[Instructions for the task]:
Write out the data below exactly, from its first line to the line containing "#[derive(Debug, Clone, Serialize)]", that line included.

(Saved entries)
-- -- --

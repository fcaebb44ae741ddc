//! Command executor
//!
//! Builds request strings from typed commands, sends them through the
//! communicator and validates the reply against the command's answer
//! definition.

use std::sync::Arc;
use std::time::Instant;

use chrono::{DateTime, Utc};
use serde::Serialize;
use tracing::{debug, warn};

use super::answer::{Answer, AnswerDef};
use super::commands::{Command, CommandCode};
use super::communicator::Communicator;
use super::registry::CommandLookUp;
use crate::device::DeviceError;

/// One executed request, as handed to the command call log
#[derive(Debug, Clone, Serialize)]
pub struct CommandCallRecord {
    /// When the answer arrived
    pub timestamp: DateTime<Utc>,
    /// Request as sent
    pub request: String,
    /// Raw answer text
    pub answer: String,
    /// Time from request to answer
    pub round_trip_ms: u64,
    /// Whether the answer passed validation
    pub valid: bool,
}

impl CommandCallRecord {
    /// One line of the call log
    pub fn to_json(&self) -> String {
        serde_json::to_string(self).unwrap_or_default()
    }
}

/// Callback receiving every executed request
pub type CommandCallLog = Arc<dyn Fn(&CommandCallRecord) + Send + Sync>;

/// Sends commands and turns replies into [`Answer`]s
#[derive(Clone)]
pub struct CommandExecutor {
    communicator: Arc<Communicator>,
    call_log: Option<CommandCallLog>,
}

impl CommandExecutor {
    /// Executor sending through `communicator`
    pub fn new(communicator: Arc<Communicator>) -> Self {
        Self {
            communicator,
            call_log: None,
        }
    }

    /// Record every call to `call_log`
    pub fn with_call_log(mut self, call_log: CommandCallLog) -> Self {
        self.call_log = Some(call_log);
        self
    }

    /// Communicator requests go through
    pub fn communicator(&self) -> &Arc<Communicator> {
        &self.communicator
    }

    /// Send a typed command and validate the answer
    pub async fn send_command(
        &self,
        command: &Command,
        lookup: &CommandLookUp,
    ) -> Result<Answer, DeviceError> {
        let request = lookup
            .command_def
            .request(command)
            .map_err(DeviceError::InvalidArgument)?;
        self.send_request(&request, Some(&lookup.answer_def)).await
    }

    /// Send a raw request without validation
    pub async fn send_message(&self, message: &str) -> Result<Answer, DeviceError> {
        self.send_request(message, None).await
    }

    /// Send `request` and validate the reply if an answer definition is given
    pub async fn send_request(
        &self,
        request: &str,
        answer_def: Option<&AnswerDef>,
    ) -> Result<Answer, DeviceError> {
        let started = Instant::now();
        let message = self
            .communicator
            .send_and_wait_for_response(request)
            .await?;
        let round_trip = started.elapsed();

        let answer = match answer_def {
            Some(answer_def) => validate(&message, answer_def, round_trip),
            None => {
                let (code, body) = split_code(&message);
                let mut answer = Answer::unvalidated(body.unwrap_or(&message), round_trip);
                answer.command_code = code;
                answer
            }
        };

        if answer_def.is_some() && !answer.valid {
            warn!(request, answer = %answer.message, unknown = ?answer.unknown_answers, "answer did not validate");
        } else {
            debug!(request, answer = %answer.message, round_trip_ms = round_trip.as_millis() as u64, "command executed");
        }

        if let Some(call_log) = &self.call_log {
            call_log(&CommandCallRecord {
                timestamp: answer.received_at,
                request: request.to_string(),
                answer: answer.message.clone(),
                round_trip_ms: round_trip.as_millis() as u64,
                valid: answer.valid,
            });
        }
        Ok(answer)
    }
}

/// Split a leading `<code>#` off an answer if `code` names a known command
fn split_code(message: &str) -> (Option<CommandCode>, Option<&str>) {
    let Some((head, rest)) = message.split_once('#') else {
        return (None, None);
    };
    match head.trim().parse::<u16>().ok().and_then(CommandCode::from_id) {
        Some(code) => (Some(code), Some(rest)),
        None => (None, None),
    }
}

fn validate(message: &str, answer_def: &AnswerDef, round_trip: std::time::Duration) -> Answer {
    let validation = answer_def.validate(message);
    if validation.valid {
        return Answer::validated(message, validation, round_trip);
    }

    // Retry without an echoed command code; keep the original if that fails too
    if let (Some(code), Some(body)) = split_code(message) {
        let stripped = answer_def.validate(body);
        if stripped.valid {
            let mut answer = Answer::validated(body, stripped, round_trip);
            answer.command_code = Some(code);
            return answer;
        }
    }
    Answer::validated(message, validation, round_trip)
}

-- -- --

[Solution]:
repository fcaebb44ae741ddc
//! Command executor
//!
//! Builds request strings from typed commands, sends them through the
//! communicator and validates the reply against the command's answer
//! definition.

use std::sync::Arc;
use std::time::Instant;

use chrono::{DateTime, Utc};
use serde::Serialize;
use tracing::{debug, warn};

use super::answer::{Answer, AnswerDef};
use super::commands::{Command, CommandCode};
use super::communicator::Communicator;
use super::registry::CommandLookUp;
use crate::device::DeviceError;

/// One executed request, as handed to the command call log
#[derive(Debug, Clone, Serialize)]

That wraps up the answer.